Over many years of my own Island ups and downs, of brushes with literary immortality and love eternal (brushes regrettably avoided), and of jobs come and gone, I came to another realization: coasting on Martha's Vineyard is not just a driving technique – it's a way of life. In fact, it may be our defining lifestyle choice.
It's very easy to coast through life here. You can cobble together a living, make enough money through the busy summer months – drive a tour bus by day, shuck oysters at parties by night, garden or hammer nails when called upon, sell a little real estate here and there, live off your trust-afarian inheritance, whatever it takes – and still disappear to Vieques for the winter with what disposable income you care to dispose of in any indiscriminate manner you choose. Then you can come home and do it all over again and again season after season. I know people who have lived that way for decades, well past the time when you may dismiss this modus operandi as the devil-may-care randomness of one's 20s and 30s.
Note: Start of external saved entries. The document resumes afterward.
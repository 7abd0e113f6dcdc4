//! SC-030: CLI subcommands — compile, check, run, eval, validate.

use crate::cache::digest::fingerprint_file;
use crate::cache::loader::{LoadOutcome, Loader};
use crate::cache::store::{write_atomic, FileStore};
use crate::cache::trailer;
use crate::core::config::{self, LoadPolicy};
use crate::core::executable::{Executable, ExecutableKind};
use crate::core::header;
use crate::core::scope::{Scope, SimpleScope};
use crate::core::types::{Type, Value};
use crate::engine::{self, Registry};
use clap::Subcommand;
use std::path::{Path, PathBuf};

/// Name of the array constant `eval` exposes its arguments under.
pub const MAIN_ARGS: &str = "$MainArgs";

#[derive(Subcommand, Debug)]
pub enum Commands {
    /// Compile a script and embed the compiled form in the file
    Compile {
        /// Script file
        file: PathBuf,

        /// Load policy file
        #[arg(short, long, default_value = "scriptcache.yaml")]
        config: PathBuf,
    },

    /// Report whether a script's compiled data is fresh
    Check {
        /// Script file
        file: PathBuf,

        /// Output as JSON
        #[arg(long)]
        json: bool,

        /// Exit non-zero unless fresh
        #[arg(long)]
        strict: bool,
    },

    /// Load a script (recompiling if needed) and run it
    Run {
        /// Script file
        file: PathBuf,

        /// Arguments, read according to the script's signature
        args: Vec<String>,

        /// Load policy file
        #[arg(short, long, default_value = "scriptcache.yaml")]
        config: PathBuf,

        /// Do not write recompiled data back to the file
        #[arg(long)]
        no_write: bool,
    },

    /// Evaluate script text given on the command line
    Eval {
        /// Script text
        #[arg(short = 'c', long)]
        command: String,

        /// Engine for text without an engine marker
        #[arg(short, long, default_value = "RPN")]
        engine: String,

        /// Arguments, available to scripts as $MainArgs
        args: Vec<String>,
    },

    /// Validate a load policy file
    Validate {
        /// Path to scriptcache.yaml
        #[arg(short, long, default_value = "scriptcache.yaml")]
        file: PathBuf,
    },
}

/// Dispatch a CLI command.
pub fn dispatch(cmd: Commands) -> Result<(), String> {
    match cmd {
        Commands::Compile { file, config } => cmd_compile(&file, &config),
        Commands::Check { file, json, strict } => cmd_check(&file, json, strict),
        Commands::Run {
            file,
            args,
            config,
            no_write,
        } => cmd_run(&file, &args, &config, no_write),
        Commands::Eval {
            command,
            engine,
            args,
        } => cmd_eval(&command, &engine, &args),
        Commands::Validate { file } => cmd_validate(&file),
    }
}

fn load_policy(path: &Path) -> Result<LoadPolicy, String> {
    config::load_policy(Some(path)).map_err(|e| e.to_string())
}

fn registry_for(policy: &LoadPolicy) -> Result<Registry, String> {
    let mut registry = Registry::with_builtins();
    registry
        .set_default_engine(policy.default_engine.as_deref())
        .map_err(|e| e.to_string())?;
    Ok(registry)
}

fn read_script(file: &Path) -> Result<String, String> {
    std::fs::read_to_string(file).map_err(|e| format!("cannot read {}: {}", file.display(), e))
}

fn cmd_compile(file: &Path, config: &Path) -> Result<(), String> {
    let policy = load_policy(config)?;
    let registry = registry_for(&policy)?;
    let text = read_script(file)?;
    let name = file.display().to_string();

    let (executable, merged) = trailer::compile_to_text(&name, &text, &registry).map_err(|e| e.to_string())?;
    if merged == text {
        println!("Up to date: {}", name);
        return Ok(());
    }
    write_atomic(file, &merged).map_err(|e| e.to_string())?;

    println!(
        "Compiled {} ({} via {})",
        name,
        executable.kind(),
        executable.engine_name()
    );
    if !executable.engine().is_compiled_code_serializable() {
        println!("  {} does not store compiled code; source only", executable.engine_name());
    }
    Ok(())
}

fn cmd_check(file: &Path, json: bool, strict: bool) -> Result<(), String> {
    let text = read_script(file)?;
    let registry = Registry::with_builtins();
    let extraction = trailer::extract(&text, &registry);
    let hash = fingerprint_file(file)?;

    if json {
        let report = serde_json::json!({
            "file": file.display().to_string(),
            "validation": extraction.validation.to_string(),
            "fresh": extraction.validation.is_fresh(),
            "kind": extraction.executable.as_ref().map(|e| e.kind().to_string()),
            "engine": extraction.executable.as_ref().map(|e| e.engine_name().to_string()),
            "fingerprint": hash,
        });
        let out = serde_json::to_string_pretty(&report).map_err(|e| format!("JSON error: {}", e))?;
        println!("{}", out);
    } else {
        println!("{}: {}", file.display(), extraction.validation);
        if let Some(exec) = &extraction.executable {
            println!("  {} via {}", exec.kind(), exec.engine_name());
            if let Some(sig) = exec.signature() {
                println!("  signature: {}", sig);
            }
        }
        println!("  {}", hash);
    }

    if strict && !extraction.validation.is_fresh() {
        return Err(format!("{} is {}", file.display(), extraction.validation));
    }
    Ok(())
}

/// Read command-line arguments according to `executable`'s signature.
pub fn parse_args(executable: &Executable, raw: &[String]) -> Result<Vec<Value>, String> {
    let Some(sig) = executable.signature() else {
        if !raw.is_empty() {
            return Err("scripts take no arguments".to_string());
        }
        return Ok(Vec::new());
    };
    let n = sig.param_count();
    raw.iter()
        .enumerate()
        .map(|(i, text)| {
            // variable arity: surplus arguments take the trailing element type
            let declared = sig.param_type(if sig.is_var_args() { i.min(n - 1) } else { i });
            // otherwise surplus arguments are left for the arity check to reject
            let ty = declared.unwrap_or(&Type::Object);
            Value::from_text(text, ty).map_err(|e| e.to_string())
        })
        .collect()
}

fn print_result(value: &Value) {
    if !value.is_null() {
        println!("{}", value);
    }
}

fn cmd_run(file: &Path, args: &[String], config: &Path, no_write: bool) -> Result<(), String> {
    let mut policy = load_policy(config)?;
    if no_write {
        policy.write_back = false;
    }
    let loader = Loader::new(Registry::with_builtins(), policy).map_err(|e| e.to_string())?;
    let store = FileStore::new(file);
    let report = loader.load_with_report(&store).map_err(|e| e.to_string())?;

    if let LoadOutcome::Rebuilt(why) = &report.outcome {
        let note = if report.persisted {
            "refreshed"
        } else {
            "not written back"
        };
        eprintln!("{}: {} -> recompiled, {}", file.display(), why, note);
    }
    if let Some(err) = &report.persist_error {
        eprintln!("  warning: {}", err);
    }

    let values = parse_args(&report.executable, args)?;
    let result = report.executable.run(&values).map_err(|e| e.to_string())?;
    print_result(&result);
    Ok(())
}

fn cmd_eval(code: &str, engine_name: &str, args: &[String]) -> Result<(), String> {
    let mut registry = Registry::with_builtins();
    registry
        .set_default_engine(Some(engine_name))
        .map_err(|e| e.to_string())?;
    let engine = registry.engine_for_code(code).map_err(|e| e.to_string())?;

    let declared = header::parse_executable_info(None, code).map_err(|e| e.to_string())?;
    let code = match declared {
        Some(_) => code.to_string(),
        None => format!("// {{ script }}\n{}", code),
    };

    let main_args = Value::Array {
        element: Type::Text,
        items: args.iter().cloned().map(Value::Text).collect(),
    };
    let mut scope = SimpleScope::new();
    scope
        .new_constant(MAIN_ARGS, Type::array_of(Type::Text), main_args)
        .map_err(|e| e.to_string())?;

    let executable = engine::compile(&engine, Some("<eval>"), &code, Some(&scope)).map_err(|e| e.to_string())?;
    let values = match executable.kind() {
        ExecutableKind::Script => Vec::new(),
        _ => parse_args(&executable, args)?,
    };
    let result = executable.run_in(&mut scope, &values).map_err(|e| e.to_string())?;
    print_result(&result);
    Ok(())
}

fn cmd_validate(file: &Path) -> Result<(), String> {
    let policy = config::parse_policy_file(file).map_err(|e| e.to_string())?;
    let errors = config::validate_policy(&policy, &Registry::with_builtins());

    if errors.is_empty() {
        println!(
            "OK: {} (recompile: {}, write_back: {}, force_recompile: {})",
            file.display(),
            policy.recompile,
            policy.write_back,
            policy.force_recompile
        );
        Ok(())
    } else {
        for e in &errors {
            eprintln!("  ERROR: {}", e);
        }
        Err(format!("{} validation error(s)", errors.len()))
    }
}

#[cfg(test)]
mod tests {
    use super::*;
    use crate::cache::trailer::Validation;

    fn validation_of(file: &Path) -> Result<Validation, String> {
        let text = read_script(file)?;
        Ok(trailer::extract(&text, &Registry::with_builtins()).validation)
    }

    const DOUBLE: &str = "// @RPN:\n// { function (n:Integer):Integer }\nn 2 *\n";

    fn script(dir: &Path, name: &str, text: &str) -> PathBuf {
        let path = dir.join(name);
        std::fs::write(&path, text).unwrap();
        path
    }

    #[test]
    fn test_sc030_compile_embeds_trailer() {
        let dir = tempfile::tempdir().unwrap();
        let file = script(dir.path(), "double.rpn", DOUBLE);
        let config = dir.path().join("scriptcache.yaml");
        assert_eq!(validation_of(&file).unwrap(), Validation::NoTrailer);
        cmd_compile(&file, &config).unwrap();
        assert_eq!(validation_of(&file).unwrap(), Validation::Fresh);
        let once = std::fs::read_to_string(&file).unwrap();
        cmd_compile(&file, &config).unwrap();
        assert_eq!(std::fs::read_to_string(&file).unwrap(), once);
    }

    #[test]
    fn test_sc030_check_strict() {
        let dir = tempfile::tempdir().unwrap();
        let file = script(dir.path(), "double.rpn", DOUBLE);
        assert!(cmd_check(&file, false, false).is_ok());
        assert!(cmd_check(&file, true, true).is_err());
        cmd_compile(&file, &dir.path().join("none.yaml")).unwrap();
        assert!(cmd_check(&file, false, true).is_ok());
    }

    #[test]
    fn test_sc030_run_refreshes_file() {
        let dir = tempfile::tempdir().unwrap();
        let file = script(dir.path(), "double.rpn", DOUBLE);
        let config = dir.path().join("scriptcache.yaml");
        cmd_run(&file, &["21".to_string()], &config, true).unwrap();
        assert_eq!(validation_of(&file).unwrap(), Validation::NoTrailer);
        cmd_run(&file, &["21".to_string()], &config, false).unwrap();
        assert_eq!(validation_of(&file).unwrap(), Validation::Fresh);
    }

    #[test]
    fn test_sc030_run_rejects_bad_argument() {
        let dir = tempfile::tempdir().unwrap();
        let file = script(dir.path(), "double.rpn", DOUBLE);
        let err = cmd_run(&file, &["x".to_string()], &dir.path().join("p.yaml"), true).unwrap_err();
        assert!(err.contains("Integer"));
    }

    #[test]
    fn test_sc030_parse_args_varargs() {
        let registry = Registry::with_builtins();
        let exec = registry
            .compile("v.rpn", "// @RPN:\n// { function (a:Integer, rest:Long...):Long }\nrest sum a +\n")
            .unwrap();
        let values = parse_args(&exec, &["1".into(), "2".into(), "3".into()]).unwrap();
        assert_eq!(values, vec![Value::Int(1), Value::Long(2), Value::Long(3)]);
        assert_eq!(exec.run(&values).unwrap(), Value::Long(6));
    }

    #[test]
    fn test_sc030_eval() {
        assert!(cmd_eval("1 2 +", "RPN", &[]).is_ok());
        assert!(cmd_eval("$MainArgs len", "RPN", &["a".into(), "b".into()]).is_ok());
        assert!(cmd_eval("1 2 +", "Lua", &[]).is_err());
        assert!(cmd_eval("1 0 /", "RPN", &[]).is_err());
    }

    #[test]
    fn test_sc030_validate() {
        let dir = tempfile::tempdir().unwrap();
        let good = script(dir.path(), "good.yaml", "recompile: true\ndefault_engine: RPN\n");
        assert!(cmd_validate(&good).is_ok());
        let bad = script(dir.path(), "bad.yaml", "recompile: false\nforce_recompile: true\n");
        assert!(cmd_validate(&bad).is_err());
        assert!(cmd_validate(&dir.path().join("missing.yaml")).is_err());
    }
}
Then too, the landscape remains relatively the same. Oh, there is change: the sudden and complete disappearance of such beloved and iconic landmarks as Humphreys in North Tisbury one season, or the unsettling appearance of a trophy house that blocks a heretofore unobstructed view from your own trophy house on Osprey. But generally speaking, the scene stays reliably, dependably, beatifically just like it was last year, just like it will be next year.
The same can be said for people's social landscape. From one year to the next, it's the same old same old faces at the same old same old Fourth of July parties. As time goes by, in fact, those social circles become blessedly insular.
In a manner, time here can effortlessly stand still, lulling us into the belief that we can coast not just in neutral, but almost with eyes closed, trusting that the curves and hills are right where we left them the last time we had to shift into gear.
And therein lies the final flaw in my coasting system, whether metaphorical or not. At some point you do have to shift into gear to move forward. You can't coast uphill.
Nonetheless, for those few miles — or those few years — the thrill endures, luring us into the firm conviction that coasting, at least on Martha's Vineyard, is a good thing.